L'Espagne des champs souffre. Une vue aérienne de la province de Soria en Espagne
L'Espagne des champs souffre. Une vue aérienne de la province de Soria en Espagne © Getty / Prisma by Dukas / Contributeur

Direction l'Espagne, un des pays les plus durement touchés par la pandémie avec un nombre de décès à peu près équivalent à celui de la France, 25 600 morts, mais 17 millions d'habitants en moins, l'Espagne est effectivement dévastée par le virus. Or, les reportages ont largement couverts les grandes villes : Madrid, Barcelone, Málaga...

Partout on a vu les Ramblas désertées, la Puerta del Sol madrilène vidée ou les plages andalouses sans touristes, ni promeneurs mais peu de journalistes se sont aventurés à l'intérieur du pays, dans ces « pueblos » d'Espagne, ces villages souvent dépeuplés.

Pourtant, si la pandémie a quelque chose de bien particulier à l'Espagne, c'est qu'elle a touché le pays presque uniformément : en France, c'est plutôt la moitié Est qui a été frappée, en Italie, le Nord mais en Espagne, toutes des régions ont été affectées...

L'exode rural et l'émigration ont dépeuplé les campagnes espagnoles

Plutôt les villes que ces fameux « pueblos » de l'arrière pays castillan ou andalou, mais lorsque ces villages ont été frappés, ils l'ont été durement. Par exemple, la région de Soria, en Castille-La Mancha, à 200kms au nord de Madrid.

Une région peu peuplée : l'ensemble de sa population tiendrait dans le seul stade du Real Madrid, le Bernabeu. Et pourtant, dans la province de Soria, il y a, en proportion, trois fois plus de personnes infectées par le Covid-19 que dans toute l'Espagne.

Même le taux de mortalité est plus élevé, deux fois plus élevé. Il y a des villages, comme Duruelo de la Sierra, un millier d'habitants, où l'on a compté en un seul mois 13 décès, alors que la moyenne annuelle est d'une vingtaine de décès. Une saignée.

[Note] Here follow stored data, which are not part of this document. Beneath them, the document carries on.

use async_trait::async_trait;
use fairgpt::models::{RetrievalHit, Status, Tier};
use fairgpt::pipeline::{
    DummyGenerator, DummySearch, Generator, SearchClient, SearchRequest,
    VerificationOrchestrator,
};
use fairgpt::{SourcePolicy, VerifyError};
use std::sync::atomic::{AtomicUsize, Ordering};
use std::sync::{Arc, Mutex};
use std::time::Duration;

/// Answers by allow-list: golden, consensus, or unrestricted (alternative).
struct ChannelSearch {
    golden: Vec<RetrievalHit>,
    consensus: Vec<RetrievalHit>,
    alternative: Vec<RetrievalHit>,
    in_flight: AtomicUsize,
    peak: AtomicUsize,
}

impl ChannelSearch {
    fn new(
        golden: Vec<RetrievalHit>,
        consensus: Vec<RetrievalHit>,
        alternative: Vec<RetrievalHit>,
    ) -> Self {
        Self {
            golden,
            consensus,
            alternative,
            in_flight: AtomicUsize::new(0),
            peak: AtomicUsize::new(0),
        }
    }
}

#[async_trait]
impl SearchClient for ChannelSearch {
    async fn search(&self, request: &SearchRequest) -> anyhow::Result<Vec<RetrievalHit>> {
        let now = self.in_flight.fetch_add(1, Ordering::SeqCst) + 1;
        self.peak.fetch_max(now, Ordering::SeqCst);
        tokio::time::sleep(Duration::from_millis(20)).await;
        self.in_flight.fetch_sub(1, Ordering::SeqCst);

        let hits = if request.include_domains.iter().any(|d| d == "pib.gov") {
            &self.golden
        } else if request.include_domains.iter().any(|d| d == "reuters.com") {
            &self.consensus
        } else {
            &self.alternative
        };
        Ok(hits.clone())
    }
}

struct FailingSearch;

#[async_trait]
impl SearchClient for FailingSearch {
    async fn search(&self, _request: &SearchRequest) -> anyhow::Result<Vec<RetrievalHit>> {
        Err(VerifyError::Search("connection refused".to_string()).into())
    }
}

struct CannedGenerator {
    answer: String,
    seen: Mutex<Vec<(String, String)>>,
}

impl CannedGenerator {
    fn new(answer: &str) -> Self {
        Self {
            answer: answer.to_string(),
            seen: Mutex::new(Vec::new()),
        }
    }
}

#[async_trait]
impl Generator for CannedGenerator {
    async fn generate(&self, system: &str, user: &str) -> anyhow::Result<String> {
        self.seen
            .lock()
            .unwrap()
            .push((system.to_string(), user.to_string()));
        Ok(self.answer.clone())
    }
}

struct FailingGenerator(&'static str);

#[async_trait]
impl Generator for FailingGenerator {
    async fn generate(&self, _system: &str, _user: &str) -> anyhow::Result<String> {
        Err(anyhow::anyhow!(self.0))
    }
}

struct SlowGenerator;

#[async_trait]
impl Generator for SlowGenerator {
    async fn generate(&self, _system: &str, _user: &str) -> anyhow::Result<String> {
        tokio::time::sleep(Duration::from_secs(5)).await;
        Ok("[SUMMARY] too late".to_string())
    }
}

const ANSWER: &str = "[SUMMARY] The claim is false according to PIB and Boom Live.
[COUNTER_SUMMARY] Some commentators allege the notice was genuine.
[CLARIFICATION]
- PIB issued a clarification
- Boom Live traced the image
[AUDIT]
* Checked official release
* Compared with wire reports
[LOGIC_AUDIT] No significant fallacies detected.
[CONFIDENCE] Between 80 and 90";

fn policy() -> Arc<SourcePolicy> {
    Arc::new(SourcePolicy::default())
}

fn three_tier_search() -> ChannelSearch {
    ChannelSearch::new(
        vec![RetrievalHit::new(
            "https://www.boomlive.in/fact-check/fake-notice",
            "Boom Live found the notice fabricated.",
        )],
        vec![RetrievalHit::new(
            "https://www.thehindu.com/news/national/notice",
            "The Hindu reports the ministry denied it.",
        )],
        vec![RetrievalHit::new(
            "https://blog.example.org/opinion",
            "A blogger disputes the denial.",
        )],
    )
}

#[tokio::test]
async fn full_run_produces_ranked_verdict() {
    let orchestrator = VerificationOrchestrator::new(
        three_tier_search(),
        CannedGenerator::new(ANSWER),
        policy(),
        Duration::from_secs(5),
    );

    let result = orchestrator.verify("viral ministry notice").await;

    assert_eq!(result.status, Status::Success);
    assert_eq!(
        result.summary,
        "The claim is false according to PIB and Boom Live."
    );
    assert_eq!(
        result.counter_summary,
        "Some commentators allege the notice was genuine."
    );
    assert_eq!(
        result.clarifications,
        vec!["PIB issued a clarification", "Boom Live traced the image"]
    );
    assert_eq!(
        result.audit_history,
        vec!["Checked official release", "Compared with wire reports"]
    );
    assert_eq!(result.logic_audit, "No significant fallacies detected.");
    assert_eq!(result.certainty, 80);
    assert!((0.0..=1.0).contains(&result.bias_score));
    assert_eq!(result.trend_history.len(), 7);

    let tiers: Vec<Tier> = result.sources.iter().map(|s| s.tier).collect();
    assert_eq!(tiers, vec![Tier::Golden, Tier::Consensus, Tier::Raw]);
    assert_eq!(result.verification_audit.golden_count, 1);
    assert_eq!(result.verification_audit.consensus_count, 1);
    assert_eq!(result.verification_audit.raw_count, 1);
    assert_eq!(result.sources[0].profile.name, "Boom Live");
    assert_eq!(result.sources[2].profile.name, "blog.example.org");
}

#[tokio::test]
async fn generator_sees_both_context_pools() {
    let generator = CannedGenerator::new(ANSWER);
    let orchestrator = VerificationOrchestrator::new(
        three_tier_search(),
        &generator,
        policy(),
        Duration::from_secs(5),
    );
    orchestrator.try_verify("viral ministry notice").await.unwrap();
    let seen = generator.seen.lock().unwrap();
    assert_eq!(seen.len(), 1);
    let (system, user) = &seen[0];
    assert!(system.contains("STRUCTURE: [SUMMARY], [COUNTER_SUMMARY]"));
    assert!(user.starts_with("QUERY: viral ministry notice\n\nCONSENSUS:\n"));
    let (consensus, alternative) = user.split_once("\n\nALTERNATIVE:\n").unwrap();
    assert!(consensus.contains("SOURCE: https://www.boomlive.in/fact-check/fake-notice"));
    assert!(consensus.contains("SOURCE: https://www.thehindu.com/news/national/notice"));
    assert!(!consensus.contains("blog.example.org"));
    assert_eq!(
        alternative,
        "SOURCE: https://blog.example.org/opinion\nA blogger disputes the denial."
    );
}

#[tokio::test]
async fn retrieval_channels_run_concurrently() {
    let search = Arc::new(three_tier_search());
    let orchestrator = VerificationOrchestrator::new(
        Arc::clone(&search),
        CannedGenerator::new(ANSWER),
        policy(),
        Duration::from_secs(5),
    );
    orchestrator.try_verify("q").await.unwrap();
    assert_eq!(search.peak.load(Ordering::SeqCst), 3);
}

#[tokio::test]
async fn duplicate_urls_across_channels_appear_once() {
    let shared = RetrievalHit::new("https://factly.in/check/1", "golden copy");
    let search = ChannelSearch::new(
        vec![shared.clone()],
        vec![RetrievalHit::new("https://factly.in/check/1", "consensus copy")],
        vec![
            RetrievalHit::new("https://factly.in/check/1", "alt copy"),
            RetrievalHit::new("https://apnews.com/article/2", "ap"),
        ],
    );
    let orchestrator = VerificationOrchestrator::new(
        search,
        CannedGenerator::new(ANSWER),
        policy(),
        Duration::from_secs(5),
    );
    let result = orchestrator.verify("q").await;
    let urls: Vec<&str> = result.sources.iter().map(|s| s.url.as_str()).collect();
    assert_eq!(urls, vec!["https://factly.in/check/1", "https://apnews.com/article/2"]);
    assert_eq!(result.verification_audit.golden_count, 1);
    assert_eq!(result.verification_audit.consensus_count, 1);
    assert_eq!(result.verification_audit.raw_count, 0);
}

#[tokio::test]
async fn generation_failure_yields_fail_safe() {
    for message in ["quota exhausted", "HTTP 500: upstream", ""] {
        let orchestrator = VerificationOrchestrator::new(
            three_tier_search(),
            FailingGenerator(message),
            policy(),
            Duration::from_secs(5),
        );
        let result = orchestrator.verify("q").await;
        assert_eq!(result.status, Status::Success);
        assert_eq!(result.certainty, 60);
        assert!(result.clarifications.is_empty());
        assert!(result.audit_history.is_empty());
        assert!(result.summary.contains(message), "summary: {}", result.summary);
        assert!(result.sources.is_empty());
    }
}

#[tokio::test]
async fn retrieval_failure_yields_fail_safe() {
    let orchestrator = VerificationOrchestrator::new(
        FailingSearch,
        CannedGenerator::new(ANSWER),
        policy(),
        Duration::from_secs(5),
    );
    let result = orchestrator.verify("q").await;
    assert_eq!(result.certainty, 60);
    assert!(result.summary.contains("connection refused"));
}

#[tokio::test]
async fn generation_timeout_yields_fail_safe() {
    let orchestrator = VerificationOrchestrator::new(
        three_tier_search(),
        SlowGenerator,
        policy(),
        Duration::from_millis(50),
    );
    let result = orchestrator.verify("q").await;
    assert_eq!(result.certainty, 60);
    assert!(result.summary.starts_with("Audit error: generation timed out"));
}

#[tokio::test]
async fn strict_path_surfaces_timeout() {
    let orchestrator = VerificationOrchestrator::new(
        three_tier_search(),
        SlowGenerator,
        policy(),
        Duration::from_millis(50),
    );
    let err = orchestrator.try_verify("q").await.unwrap_err();
    assert!(matches!(err, VerifyError::Timeout(_)));
}

#[tokio::test]
async fn strict_path_keeps_search_error_variant() {
    let orchestrator = VerificationOrchestrator::new(
        FailingSearch,
        CannedGenerator::new(ANSWER),
        policy(),
        Duration::from_secs(5),
    );
    let err = orchestrator.try_verify("q").await.unwrap_err();
    assert!(matches!(err, VerifyError::Search(ref m) if m == "connection refused"));
}

struct EmptyGenerator;

#[async_trait]
impl Generator for EmptyGenerator {
    async fn generate(&self, _system: &str, _user: &str) -> anyhow::Result<String> {
        Err(VerifyError::EmptyCompletion.into())
    }
}

#[tokio::test]
async fn strict_path_keeps_generation_error_variant() {
    let orchestrator = VerificationOrchestrator::new(
        three_tier_search(),
        EmptyGenerator,
        policy(),
        Duration::from_secs(5),
    );
    let err = orchestrator.try_verify("q").await.unwrap_err();
    assert!(matches!(err, VerifyError::EmptyCompletion));
}

#[tokio::test]
async fn offline_collaborators_still_produce_a_verdict() {
    let orchestrator =
        VerificationOrchestrator::new(DummySearch, DummyGenerator, policy(), Duration::from_secs(5));
    let result = orchestrator.verify("fuel prices").await;
    assert_eq!(result.certainty, 0);
    assert!(result.sources.is_empty());
    assert!(result.summary.contains("fuel prices"));
    assert_eq!(result.audit_history, vec!["Retrieval dispatched", "Generation skipped"]);
}

#[tokio::test]
async fn verdict_serializes_with_caller_keys() {
    let orchestrator = VerificationOrchestrator::new(
        three_tier_search(),
        CannedGenerator::new(ANSWER),
        policy(),
        Duration::from_secs(5),
    );
    let result = orchestrator.verify("q").await;
    let json = serde_json::to_value(&result).unwrap();
    assert_eq!(json["status"], "SUCCESS");
    assert_eq!(json["certainty"], 80);
    assert_eq!(json["verification_audit"]["goldenCount"], 1);
    assert_eq!(json["sources"][0]["rank"], 1);
    assert_eq!(json["sources"][0]["meta"]["type"], "Fact-Checker");
    assert_eq!(json["sources"][0]["meta"]["badge"], "IFCN Member");
    assert!(json["sources"][0]["sourceId"].is_string());
}
//! Core Celo tokens and multi-token balances.

use alloy::primitives::U256;
use serde::{Deserialize, Serialize};

/// Tokens whose contracts are resolved from the registry.
#[derive(Debug, Clone, Copy, PartialEq, Eq, Hash, Serialize, Deserialize)]
pub enum CeloToken {
    /// Native token, previously known as cGLD.
    Celo,
    /// Celo Dollar.
    CUsd,
    /// Celo Euro.
    CEur,
}

impl CeloToken {
    pub const ALL: [CeloToken; 3] = [CeloToken::Celo, CeloToken::CUsd, CeloToken::CEur];

    /// Ticker symbol.
    pub fn symbol(&self) -> &'static str {
        match self {
            CeloToken::Celo => "CELO",
            CeloToken::CUsd => "cUSD",
            CeloToken::CEur => "cEUR",
        }
    }

    /// Name the contract is registered under.
    pub fn registry_identifier(&self) -> &'static str {
        match self {
            CeloToken::Celo => "GoldToken",
            CeloToken::CUsd => "StableToken",
            CeloToken::CEur => "StableTokenEUR",
        }
    }
}

impl std::fmt::Display for CeloToken {
    fn fmt(&self, f: &mut std::fmt::Formatter<'_>) -> std::fmt::Result {
        f.write_str(self.symbol())
    }
}

/// Balances of every core token for one account.
#[derive(Debug, Clone, Default, PartialEq, Eq, Serialize, Deserialize)]
pub struct Balance {
    #[serde(rename = "CELO")]
    pub celo: U256,
    #[serde(rename = "cUSD")]
    pub cusd: U256,
    #[serde(rename = "cEUR")]
    pub ceur: U256,
}

impl Balance {
    pub fn get(&self, token: CeloToken) -> U256 {
        match token {
            CeloToken::Celo => self.celo,
            CeloToken::CUsd => self.cusd,
            CeloToken::CEur => self.ceur,
        }
    }

    pub fn set(&mut self, token: CeloToken, amount: U256) {
        match token {
            CeloToken::Celo => self.celo = amount,
            CeloToken::CUsd => self.cusd = amount,
            CeloToken::CEur => self.ceur = amount,
        }
    }
}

Un désastre qui vient de loin

L'explication vient de loin ! La province de Soria comptait dans les années 50 deux fois plus d'habitants. L'émigration, l'exode rural l'ont quasiment dépeuplée.

De plus, cette province est une des plus âgées du pays : un quart de la population a plus de 65 ans, c'est 5 points de plus que la moyenne nationale qui est déjà une des plus élevées d'Europe.

Ajoutez à cela un système de santé appauvri par la crise de 2008, avec seulement deux hôpitaux et une seule ambulance médicalisée, dans une province très vaste à l'habitat dispersé et aux routes de mauvaise qualité et vous obtenez la recette de la catastrophe.   

Alors, bien sûr, le destin de la province de Soria, ou de certaines villes et villages perdus d'Aragon, d'Estrédamure ou de Murcie est tragique.

Mais il y a aussi des histoires étonnantes : dans la région d'Alméria, par exemple, au sud-est de la Péninsule, la moitié des villages a été épargnée par l'épidémie. L'isolement et l'entre-soi villageois peuvent tuer, comme à Soria, mais aussi sauver des vies.